Voorlopig oordeelt de voorzitter als volgt. Op grond van artikel 58, eerste lid van de Penitentiaire beginselenwet (Pbw), in samenhang bezien met artikel 57, eerste lid, aanhef en onder c, van de Pbw geeft de directeur de gedetineerde bij het opleggen van een ordemaatregel onverwijld schriftelijk en zoveel mogelijk in een voor hem begrijpelijke taal een met redenen omklede, gedagtekende en ondertekende mededeling. De wet schrijft bovendien voor dat de directeur de gedetineerde in de gelegenheid stelt te worden gehoord, alvorens hij beslist omtrent de plaatsing in afzondering, bedoeld in artikel 24, eerste lid, van de Pbw. De voorzitter stelt vast dat door de directeur niet aan voornoemde formele vereisten is voldaan en dat niet is gebleken van een van de uitzonderingsgronden die de wet voorschrijft. Tevens merkt de voorzitter op dat op de website van de DJI staat vermeld dat volwassen gedetineerden met kortdurend re-integratieverlof mogen, op voorwaarde dat de gedetineerde na terugkeer van het verlof buiten de cel continu een medisch mondneusmaker type II(R) draagt en op dag 3 en dag 5 onder toezicht een zelftest uitvoert.
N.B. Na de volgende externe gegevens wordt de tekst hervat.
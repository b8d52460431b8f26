//! LIGHTHOUSE driver: subprocess of the lighthouse CLI, accessibility
//! category only (spec §4.3).

use std::time::Duration;

use crate::domain::outcome::{ScannerId, ScannerOutcome};
use crate::drivers::subprocess::run_subprocess_driver;

pub async fn drive_lighthouse(url: &str, timeout: Duration) -> ScannerOutcome {
    run_subprocess_driver(
        ScannerId::Lighthouse,
        "lighthouse",
        url,
        &["--only-categories=accessibility", "--output=json", "--quiet", "--chrome-flags=--headless"],
        timeout,
    )
    .await
}
//! Error taxonomy shared across the orchestrator (spec §7).
//!
//! Each module boundary gets its own `thiserror` leaf type, the same way
//! the teacher keeps `CrawlError` at the crawl-engine boundary and lets
//! call sites fold everything into `anyhow::Result`. [`FailureKind`] is the
//! cross-cutting enum surfaced on terminal `FAILED` sessions and in
//! `SCANNER_ERROR` event payloads — it's what a caller actually branches
//! on, independent of which module produced the underlying error.

use serde::{Deserialize, Serialize};
use thiserror::Error;

/// The taxonomy of terminal / per-unit failure reasons from spec §7.
///
/// `VALIDATION` never reaches a session (rejected synchronously at
/// submission, before a `ScanSession` exists) but is kept in the enum so
/// the submission endpoint (an external collaborator, §6) has a single
/// type to report through.
#[derive(Debug, Clone, Copy, PartialEq, Eq, Serialize, Deserialize)]
#[serde(rename_all = "SCREAMING_SNAKE_CASE")]
pub enum FailureKind {
    Validation,
    DiscoveryEmpty,
    ScannerTimeout,
    ScannerFailed,
    AllScannersFailed,
    NormalizationError,
    Cancelled,
    SessionTimeout,
    /// Invariant violation in the owning worker; not a condition the
    /// spec names explicitly, but §7 requires *some* terminal kind when
    /// a programming error crashes the worker rather than crashing the
    /// process.
    Internal,
}

impl std::fmt::Display for FailureKind {
    fn fmt(&self, f: &mut std::fmt::Formatter<'_>) -> std::fmt::Result {
        let s = match self {
            Self::Validation => "VALIDATION",
            Self::DiscoveryEmpty => "DISCOVERY_EMPTY",
            Self::ScannerTimeout => "SCANNER_TIMEOUT",
            Self::ScannerFailed => "SCANNER_FAILED",
            Self::AllScannersFailed => "ALL_SCANNERS_FAILED",
            Self::NormalizationError => "NORMALIZATION_ERROR",
            Self::Cancelled => "CANCELLED",
            Self::SessionTimeout => "SESSION_TIMEOUT",
            Self::Internal => "INTERNAL",
        };
        write!(f, "{s}")
    }
}

/// Rejected at submission time, synchronously, before a session exists
/// (spec §6, §7 `VALIDATION`).
#[derive(Debug, Error, Clone, PartialEq, Eq)]
pub enum ValidationError {
    #[error("seed url is not parseable or is not http/https: {0}")]
    InvalidUrl(String),
    #[error("requester email is not syntactically valid: {0}")]
    InvalidEmail(String),
    #[error("at least one scanner must be enabled")]
    NoScannersEnabled,
    #[error("max_pages must be between 1 and 50, got {0}")]
    MaxPagesOutOfRange(u32),
    #[error("max_depth must be between 1 and 3, got {0}")]
    MaxDepthOutOfRange(u32),
    #[error("explicit-list selection policy requires at least one url")]
    EmptyExplicitList,
}

/// Discovery (C2) boundary errors.
#[derive(Debug, Error, Clone)]
pub enum DiscoveryError {
    #[error("seed url could not be fetched: {0}")]
    SeedUnreachable(String),
    #[error("discovery produced zero pages")]
    Empty,
}

/// `OrchestratorConfigBuilder::build()` validation errors (spec §1 ambient
/// stack: "Config validation at construction").
#[derive(Debug, Error, Clone, PartialEq, Eq)]
pub enum ConfigError {
    #[error("max_total must be at least 1")]
    MaxTotalZero,
    #[error("every scanner's max_per_scanner must be at least 1")]
    MaxPerScannerZero,
}

/// Driver (C1) boundary errors. These never propagate past the driver —
/// they're folded into a [`crate::domain::ScannerOutcome`] status, never
/// raised to the orchestrator (spec §4.3: "explicit `ScannerOutcome`
/// values; only invariant violations crash").
#[derive(Debug, Error, Clone)]
pub enum DriverError {
    #[error("http request to scanner api failed: {0}")]
    Http(String),
    #[error("scanner api key missing")]
    MissingCredential,
    #[error("scanner subprocess exited non-zero: {status}, stderr: {stderr}")]
    SubprocessFailed { status: i32, stderr: String },
    #[error("driver exceeded its {0:?} timeout budget")]
    TimedOut(std::time::Duration),
    #[error("scanner output was not valid json: {0}")]
    MalformedOutput(String),
    #[error("failed to spawn scanner subprocess: {0}")]
    Spawn(String),
}

/// Orchestrator (C4) boundary errors.
#[derive(Debug, Error, Clone)]
pub enum OrchestratorError {
    #[error("scan {0} not found")]
    NotFound(uuid::Uuid),
    #[error("scan {0} already terminal, cannot be cancelled")]
    AlreadyTerminal(uuid::Uuid),
    #[error(transparent)]
    Validation(#[from] ValidationError),
}

/// Structured, actionable error text builder for log/diagnostic output —
/// mirrors the teacher's `mcp::validation::ErrorContext` builder.
#[derive(Debug, Clone)]
pub struct ErrorContext {
    operation: String,
    details: Vec<String>,
}

impl ErrorContext {
    pub fn new(operation: impl Into<String>) -> Self {
        Self {
            operation: operation.into(),
            details: Vec::new(),
        }
    }

    #[must_use]
    pub fn detail(mut self, detail: impl Into<String>) -> Self {
        self.details.push(detail.into());
        self
    }

    #[must_use]
    pub fn build(self) -> String {
        if self.details.is_empty() {
            return format!("{} failed", self.operation);
        }
        format!("{} failed: {}", self.operation, self.details.join("; "))
    }
}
De voorzitter overweegt dat nu verzoeker niet is gehoord alvorens is beslist tot oplegging van de ordemaatregel en geen onverwijlde uitreiking van de schriftelijke mededeling van de beslissing heeft plaatsgevonden, de bestreden beslissing is genomen in strijd met de wet. Bovendien is niet gebleken van een reden om van het huidige DJI-beleid af te wijken. De voorzitter zal het verzoek derhalve toewijzen.
3. De uitspraak
De voorzitter wijst het verzoek toe en schorst de tenuitvoerlegging van de bestreden beslissing met onmiddellijke ingang tot het moment waarop de beklagcommissie op het onderliggende beklag heeft beslist.
Deze uitspraak is op 2 februari 2022 gegeven door mr. J.D. den Hartog, voorzitter, bijgestaan door mr. B.M.L. Commelter, secretaris.